Inspired by Debra Frasier’s On the Day You Were Born (1991), a tale that intertwines facts about Earth’s origins with the trajectory of childhood development.
As a Brown caregiver hikes and camps with a child sporting toy wings (whose white hair and pale skin suggest albinism), Newhouse’s text relies on a “before you were born” trope, previously popularized by Frasier, to gallop through billions of years of earth science. “Long before you grew cell by cell… / continents formed, / sulfur steamed, / bacteria multiplied, / life evolved on Earth.” The narrative aligns the child’s developmental markers with our planet’s evolutionary patterns. “Long before you took your first steps… / amphibians crawled and hopped to land.” After establishing the existence of bees, mammals, and dinosaurs, Newhouse introduces the giant asteroid whose impact (“BOOM!”) renders the dinosaurs extinct.

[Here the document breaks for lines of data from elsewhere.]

//! The flat, linearly-scanned variable store.
//!
//! A direct translation of the reference `run.c`'s `static struct { ... }
//! varstore` global: up to [`CAPACITY`] entries, each holding a name (a
//! slice borrowed from the input buffer, compared byte-for-byte) and a
//! growable array of `i32` values. A scalar assignment `x = E;` is just an
//! array of length one.

/// Matches the reference's `#define VARSTORE_CAPACITY 128`.
pub(crate) const CAPACITY: usize = 128;

struct VarEntry<'a> {
    name: &'a [u8],
    /// Empty iff `poisoned`.
    values: Vec<i32>,
    poisoned: bool,
}

/// Outcome of a write, for the evaluator to turn into a report warning.
pub(crate) enum WriteWarning {
    NegativeIndex,
    Poisoned,
    ReallocFailed,
    StoreExhausted,
    AllocFailed,
}

impl WriteWarning {
    /// The exact report line for this failure. Unlike [`ReadWarning`],
    /// these don't all share one `warn: ` prefix: the reference's
    /// `run_assign` prints the poisoned-write case as `WARN:` (uppercase)
    /// and the two allocation-failure cases with no prefix at all, while
    /// the negative-index and store-exhausted cases use the ordinary
    /// lowercase `warn: `.
    pub(crate) fn report_line(&self) -> &'static str {
        match self {
            WriteWarning::NegativeIndex => "warn: negative array offset",
            WriteWarning::Poisoned => {
                "WARN: a previous reallocation has failed, assignment has no effect"
            }
            WriteWarning::ReallocFailed => "realloc failed",
            WriteWarning::StoreExhausted => "warn: varstore exhausted, assignment has no effect",
            WriteWarning::AllocFailed => "malloc failed",
        }
    }
}

pub(crate) enum ReadWarning {
    NegativeIndex,
    UndefinedVariable,
    UndefinedArray,
    OutOfBounds,
}

impl ReadWarning {
    pub(crate) fn message(&self) -> &'static str {
        match self {
            ReadWarning::NegativeIndex => "negative array offset",
            ReadWarning::UndefinedVariable => "access to undefined variable",
            ReadWarning::UndefinedArray => "access to undefined array",
            ReadWarning::OutOfBounds => "out of bounds array access",
        }
    }
}

#[derive(Default)]
pub(crate) struct VarStore<'a> {
    entries: Vec<VarEntry<'a>>,
}

impl<'a> VarStore<'a> {
    pub(crate) fn new() -> Self {
        Self::default()
    }

    fn find(&self, name: &[u8]) -> Option<usize> {
        self.entries.iter().position(|e| e.name == name)
    }

    /// `x` in an rvalue position: element 0 of its array, or 0 with a
    /// warning if the name was never assigned. A poisoned entry reads back
    /// as 0 silently, matching the reference's `array_size ? values[0] : 0`
    /// (no warning branch there for the poisoned case).
    pub(crate) fn read_scalar(&self, name: &[u8]) -> Result<i32, ReadWarning> {
        match self.find(name) {
            Some(idx) => {
                let entry = &self.entries[idx];
                Ok(if entry.poisoned { 0 } else { entry.values[0] })
            }
            None => Err(ReadWarning::UndefinedVariable),
        }
    }

    /// `x[i]` in an rvalue position.
    pub(crate) fn read_index(&self, name: &[u8], index: i32) -> Result<i32, ReadWarning> {
        if index < 0 {
            return Err(ReadWarning::NegativeIndex);
        }
        match self.find(name) {
            Some(idx) => {
                let entry = &self.entries[idx];
                let index = index as usize;
                if index < entry.values.len() {
                    Ok(entry.values[index])
                } else {
                    Err(ReadWarning::OutOfBounds)
                }
            }
            None => Err(ReadWarning::UndefinedArray),
        }
    }

    /// `x = v;` (`index == 0`) or `x[i] = v;`.
    pub(crate) fn write(
        &mut self,
        name: &'a [u8],
        index: i32,
        value: i32,
    ) -> Result<(), WriteWarning> {
        if index < 0 {
            return Err(WriteWarning::NegativeIndex);
        }
        let index = index as usize;

        if let Some(idx) = self.find(name) {
            let entry = &mut self.entries[idx];
            if entry.poisoned {
                return Err(WriteWarning::Poisoned);
            }
            if index < entry.values.len() {
                entry.values[index] = value;
                return Ok(());
            }
            // Growth: new capacity is (index + 1) * 2, per the reference's
            // `realloc(..., (array_idx + 1) * 2 * sizeof(int))`.
            let new_len = (index + 1) * 2;
            if entry.values.try_reserve(new_len - entry.values.len()).is_err() {
                entry.values = Vec::new();
                entry.poisoned = true;
                return Err(WriteWarning::ReallocFailed);
            }
            entry.values.resize(new_len, 0);
            entry.values[index] = value;
            return Ok(());
        }

        if self.entries.len() >= CAPACITY {
            return Err(WriteWarning::StoreExhausted);
        }

        let mut values = Vec::new();
        if values.try_reserve(index + 1).is_err() {
            // The reference leaves the slot uncounted (`varstore.size` is
            // only incremented after a successful malloc); we mirror that
            // by simply not pushing an entry.
            return Err(WriteWarning::AllocFailed);
        }
        values.resize(index + 1, 0);
        values[index] = value;
        self.entries.push(VarEntry {
            name,
            values,
            poisoned: false,
        });
        Ok(())
    }
}

#[cfg(test)]
mod tests {
    use super::*;

    #[test]
    fn scalar_round_trip() {
        let mut store = VarStore::new();
        store.write(b"x", 0, 42).unwrap();
        assert_eq!(store.read_scalar(b"x").unwrap(), 42);
    }

    #[test]
    fn growth_preserves_old_slots_and_zeroes_new_ones() {
        let mut store = VarStore::new();
        store.write(b"a", 0, 5).unwrap();
        store.write(b"a", 1, 7).unwrap();
        assert_eq!(store.read_index(b"a", 0).unwrap(), 5);
        assert_eq!(store.read_index(b"a", 1).unwrap(), 7);
        assert_eq!(store.read_index(b"a", 3).unwrap(), 0);
    }

    #[test]
    fn negative_index_is_a_warning_on_read_and_write() {
        let mut store = VarStore::new();
        assert!(matches!(
            store.write(b"a", -1, 1),
            Err(WriteWarning::NegativeIndex)
        ));
        assert!(matches!(
            store.read_index(b"a", -1),
            Err(ReadWarning::NegativeIndex)
        ));
    }

    #[test]
    fn undefined_variable_reads_as_zero_with_warning() {
        let store = VarStore::new();
        assert!(matches!(
            store.read_scalar(b"missing"),
            Err(ReadWarning::UndefinedVariable)
        ));
    }

    #[test]
    fn out_of_bounds_read_is_a_warning() {
        let mut store = VarStore::new();
        store.write(b"a", 0, 1).unwrap();
        assert!(matches!(
            store.read_index(b"a", 50),
            Err(ReadWarning::OutOfBounds)
        ));
    }

    #[test]
    fn report_lines_match_reference_prefixes() {
        assert_eq!(
            WriteWarning::NegativeIndex.report_line(),
            "warn: negative array offset"
        );
        assert_eq!(
            WriteWarning::Poisoned.report_line(),
            "WARN: a previous reallocation has failed, assignment has no effect"
        );
        assert_eq!(WriteWarning::ReallocFailed.report_line(), "realloc failed");
        assert_eq!(
            WriteWarning::StoreExhausted.report_line(),
            "warn: varstore exhausted, assignment has no effect"
        );
        assert_eq!(WriteWarning::AllocFailed.report_line(), "malloc failed");
    }
}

Life renews, primates clamber in trees, and brown-skinned early humans start to “build, create, and play.” Cosgrove’s digital illustrations effectively use scraggly crayon textures against backdrops of deep-space black and the blue and mauve of earthly skies. Keyed to the child’s hair, chalk-white drawings depict evolving animal species and human achievements like ships and cities. The evolutionary narrative underpins a loving contemporary family; in one spread, a blissful pregnant couple awaits the birth of the youngster at the story’s center. Below a night sky whose starry constellation resembles the child’s face, the caregiver tucks the little one in. Little readers will come away assured of their place in the world.
Both tenderly human and macrocosmic.